In 1508 the Spanish queen appointed him piloto mayor of Spain.

He was to establish a steersage school and was given sole authority over the examination and certification of all steersmen "of our kingdoms and domains who shall journey to the aforesaid discovered or yet to be discovered lands of our Indies."

However, he still suffered from the malaria he contracted on his last journey, for which there was no known cure. He died in 1512.

The German explorer Alexander von Humboldt (1769-1859) later explained the bizarre way in which America was named after Vespucci. The name comes from Martin Waldseemüller (1470-1518), a priest who was appointed canon in the town of Saint-Dié in the Vosges.

The Duke of Lorraine had founded a provincial society of scholars there, a kind of salon called Gymnase Vosgien.

This company took the initiative to publish a booklet entitled Cosmographiae Introductio, which summarized the traditional principles of cosmography.

It also offered a piece of contemporary news, a view of the fourth part of the world as described in the travels of Amerigo Vespucci.

The scholars had obtained a French translation of Vespucci's 1502 travelogue and were greatly impressed.

In his introduction, Waldseemüller wrote: "Inasmuch as both Europe and Asia have taken their names from women, I see no reason why anyone should rightly object to calling this part Amerige, that is, the land of Amerigo, or America, to Amerigo, its discoverer, a man of great ability.'

On the maps contained in the 103-page booklet, he immediately referred to present-day South America as 'America'. It came off the press in April 1507 and became wildly popular. Waldseemüller discovered his mistake afterwards and omitted the designation in later editions.

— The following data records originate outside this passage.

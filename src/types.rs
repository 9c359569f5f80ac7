//! Natural-language type word resolution.

use crate::model::DataType;

/// Map a type word from prose to a logical data type.
///
/// Total and case-insensitive: unknown words fall back to VARCHAR so that a
/// declaration never fails compilation because of an unrecognized type word.
pub fn resolve(word: &str) -> DataType {
    match word.to_lowercase().as_str() {
        "integer" | "int" => DataType::Integer,
        "bigint" => DataType::BigInt,
        "number" => DataType::Number,
        "string" | "varchar" | "email" => DataType::Varchar,
        "text" => DataType::Text,
        "bool" | "boolean" | "flag" => DataType::Boolean,
        "date" => DataType::Date,
        "datetime" => DataType::DateTime,
        "timestamp" => DataType::Timestamp,
        "decimal" | "money" | "price" | "float" | "double" => DataType::Decimal,
        "json" => DataType::Json,
        "uuid" => DataType::Uuid,
        _ => DataType::Varchar,
    }
}

/// Whether a word is a recognized type keyword (used by the column parser to
/// tell type words apart from name words).
pub fn is_type_word(word: &str) -> bool {
    matches!(
        word.to_lowercase().as_str(),
        "integer"
            | "int"
            | "bigint"
            | "number"
            | "string"
            | "varchar"
            | "email"
            | "text"
            | "bool"
            | "boolean"
            | "flag"
            | "date"
            | "datetime"
            | "timestamp"
            | "decimal"
            | "money"
            | "price"
            | "float"
            | "double"
            | "json"
            | "uuid"
    )
}
//! Spill metrics.
//!
//! The constants defined in this module are the names of metrics that the
//! spiller maintains via [`metrics`] crate interfaces.

use ::metrics::{describe_counter, describe_gauge, describe_histogram, Unit as MetricUnit};

/// Total number of bytes successfully written to spill files.
pub const TOTAL_BYTES_WRITTEN: &str = "spill.total_bytes_written";

/// Total number of buffers written to spill files.
pub const TOTAL_BUFFERS_SPILLED: &str = "spill.total_buffers_spilled";

/// Total number of spill requests that completed successfully.
pub const TOTAL_REQUESTS: &str = "spill.total_requests";

/// Total number of spill requests that failed.
pub const TOTAL_FAILED_REQUESTS: &str = "spill.total_failed_requests";

/// Histogram of the time to write one spill request.
pub const WRITE_LATENCY: &str = "spill.write_latency";

/// Number of spill requests waiting for the writer thread.
pub const QUEUE_LENGTH: &str = "spill.queue_length";

/// Adds descriptions for the metrics we expose.
pub fn describe_metrics() {
    describe_counter!(
        TOTAL_BYTES_WRITTEN,
        MetricUnit::Bytes,
        "total number of bytes written to spill files"
    );
    describe_counter!(
        TOTAL_BUFFERS_SPILLED,
        MetricUnit::Count,
        "total number of buffers written to spill files"
    );
    describe_counter!(TOTAL_REQUESTS, "total number of spill requests");
    describe_counter!(TOTAL_FAILED_REQUESTS, "total number of failed spill requests");
    describe_histogram!(
        WRITE_LATENCY,
        MetricUnit::Seconds,
        "Spill request write latency"
    );
    describe_gauge!(QUEUE_LENGTH, "spill requests queued for writing");
}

But by then it was already too late. Incidentally, the new name appealed to Gerardus Mercator so much that he used it in 1538 for his large map of the world, not only for the south of America but also for the north.

The whole misunderstanding stemmed from the fact that Columbus's 1493 travelogue did not become as well known as the sensational account of Vespucci's adventures, the Mundus Novus of 1502.

In the quarter century after the first edition of Vespucci's voyages, three times as many publications appeared on Vespucci's voyages of discovery as on those of Columbus. Vespucci had simply made more of an impression as a reporter, he had been the better journalist.